An Overview of Assisted Reproductive Technology (ART) in Australia and New Zealand
Melbourne Law School
Texas International Law Journal, Vol. 35, No. 1, pp. 1-19, 1999
This paper describes the legislation and the non-legislative controls (such as guidelines published by the Australian National Health and Medical Research Council), that are relevant to assisted reproductive technology (ART) in Australia and New Zealand. It compares three regulatory "models." The first, in the state of Victoria, is a "criminal" model. Victoria was the first place in the world to enact specific legislation on ART: the Infertility (Medical Procedures) Act 1984 (Vic). This Act created specific offences in relation to in vitro fertilisation and embryo research, punishable by fines and/or imprisonment. The current Victorian legislation, the Infertility Treatment Act 1995 (Vic) provides for licences as well as creating offences, but it contains even more criminal offences than the 1984 Act, so it continues the criminal model.
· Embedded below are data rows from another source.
/// Crime component.
///
/// The volume term falls linearly to zero at fifty incidents, scaled by the
/// cell's most severe risk level. Walking past petty crime and driving past
/// vehicular crime cost extra points.
///
/// # Examples
/// ```
/// use saferoute_scorer::components::{DEFAULT_CRIME_RISK, crime_risk};
///
/// assert_eq!(crime_risk(None, None), DEFAULT_CRIME_RISK);
/// ```
#[must_use]
#[expect(clippy::float_arithmetic, reason = "component formula")]
#[expect(
    clippy::cast_precision_loss,
    reason = "incident totals stay far below 2^52"
)]
pub fn crime_risk(summary: Option<&CellSummary>, travel_mode: Option<TravelMode>) -> f64 {
    let Some(summary) = summary else {
        return DEFAULT_CRIME_RISK;
    };
    let volume = (summary.total_incidents as f64 / INCIDENT_SATURATION * 100.0).min(100.0);
    let base = (100.0 - volume).clamp(0.0, 100.0) * summary.risk_level.crime_multiplier();
    let penalty = match travel_mode {
        Some(TravelMode::Walking) if summary.has_petty => WALKING_PETTY_PENALTY,
        Some(TravelMode::Driving) if summary.has_vehicular => DRIVING_VEHICULAR_PENALTY,
        _ => 0.0,
    };
    (base - penalty).clamp(0.0, 100.0)
}

/// Time-of-day component.
#[must_use]
#[expect(clippy::float_arithmetic, reason = "component formula")]
pub fn time_factor(context: Option<&TimeContext>, overnight_probability: Option<f64>) -> f64 {
    let Some(context) = context else {
        return DEFAULT_TIME_FACTOR;
    };
    let period = context.period();
    let mut value = match period {
        DayPeriod::Day => DAY_TIME_FACTOR,
        DayPeriod::Evening => EVENING_TIME_FACTOR,
        DayPeriod::Overnight => OVERNIGHT_TIME_FACTOR,
    };
    if period == DayPeriod::Overnight
        && overnight_probability.is_some_and(|p| p > OVERNIGHT_PROBABILITY_THRESHOLD)
    {
        value -= OVERNIGHT_HOTSPOT_PENALTY;
    }
    if context.is_weekend_evening() {
        value -= WEEKEND_EVENING_PENALTY;
    }
    value.clamp(0.0, 100.0)
}

/// Population component from density bands plus a business bonus.
#[must_use]
#[expect(clippy::float_arithmetic, reason = "component formula")]
pub fn population_density(summary: Option<&CellSummary>) -> f64 {
    let Some(summary) = summary else {
        return DEFAULT_POPULATION_DENSITY;
    };
    let band = match summary.population_density {
        d if d < 1_000.0 => 60.0,
        d if d < 5_000.0 => 85.0,
        d if d < 15_000.0 => 90.0,
        _ => 70.0,
    };
    let bonus = (summary.business_density * 2.0).clamp(0.0, BUSINESS_BONUS_CAP);
    (band + bonus).clamp(0.0, 100.0)
}

/// Lighting component.
///
/// Takes the better of the location's own lighting metric and the area's
/// infrastructure indicator; at night the value is capped, by day floored.
#[must_use]
pub fn lighting_level(
    location_lighting: Option<f64>,
    summary: Option<&CellSummary>,
    context: Option<&TimeContext>,
) -> f64 {
    let area = summary.map(|s| s.lighting_infrastructure);
    let value = match (location_lighting, area) {
        (Some(a), Some(b)) => a.max(b),
        (Some(v), None) | (None, Some(v)) => v,
        (None, None) => return DEFAULT_LIGHTING_LEVEL,
    };
    let adjusted = match context.map(TimeContext::period) {
        Some(period) if period.is_night() => value.min(NIGHT_LIGHTING_CAP),
        Some(_) => value.max(DAY_LIGHTING_FLOOR),
        None => value,
    };
    adjusted.clamp(0.0, 100.0)
}

/// Every component, honouring `flags`.
#[must_use]
pub fn compute_components(
    location: &Location,
    summary: Option<&CellSummary>,
    context: Option<&TimeContext>,
    flags: &FactorFlags,
) -> ScoreComponents {
    let value = |factor: FactorType, computed: &dyn Fn() -> f64, default: f64| {
        if flags.includes(factor) {
            computed()
        } else {
            default
        }
    };
    ScoreComponents {
        crime_risk: value(
            FactorType::CrimeRisk,
            &|| crime_risk(summary, flags.travel_mode),
            DEFAULT_CRIME_RISK,
        ),
        time_factor: value(
            FactorType::TimeFactor,
            &|| time_factor(context, summary.and_then(|s| s.overnight_probability)),
            DEFAULT_TIME_FACTOR,
        ),
        population_density: value(
            FactorType::PopulationDensity,
            &|| population_density(summary),
            DEFAULT_POPULATION_DENSITY,
        ),
        lighting_level: value(
            FactorType::LightingLevel,
            &|| lighting_level(location.lighting_level, summary, context),
            DEFAULT_LIGHTING_LEVEL,
        ),
    }
}

/// Age of the newest record on `today`, in whole days.
#[must_use]
pub fn data_age_days(summary: &CellSummary, today: NaiveDate) -> i64 {
    (today - summary.newest_update).num_days()
}

/// Confidence in a score.
///
/// Starts at 70, rises to the mean stat confidence, loses points for stale
/// data and is scaled by the share of non-zero components.
#[must_use]
#[expect(clippy::float_arithmetic, reason = "confidence formula")]
pub fn confidence_level(
    summary: Option<&CellSummary>,
    components: &ScoreComponents,
    today: NaiveDate,
) -> u8 {
    let base = summary
        .and_then(|s| s.mean_confidence)
        .map_or(BASE_CONFIDENCE, |m| m.max(BASE_CONFIDENCE));
    let age_penalty = match summary.map(|s| data_age_days(s, today)) {
        Some(days) if days > VERY_STALE_AFTER_DAYS => VERY_STALE_PENALTY,
        Some(days) if days > STALE_AFTER_DAYS => STALE_PENALTY,
        _ => 0.0,
    };
    let non_zero = FactorType::ALL
        .iter()
        .filter(|t| components.value(**t) > 0.0)
        .count();
    let coverage = f64::from(u8::try_from(non_zero).unwrap_or(u8::MAX))
        / f64::from(u8::try_from(FactorType::ALL.len()).unwrap_or(u8::MAX));
    clamp_score((base - age_penalty) * coverage)
}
The second approach to regulation is a "licensing" model. This has been adopted in South Australia and Western Australia, where licensing bodies are set up to oversee procedures and research. The jurisdictions that have not enacted legislation adopt the third approach: a "guidelines model." They rely on "voluntary" guidelines, accreditation conditions, and other incidentally relevant legislative and common law principles. The paper describes and contrasts the three models and their operation in practice.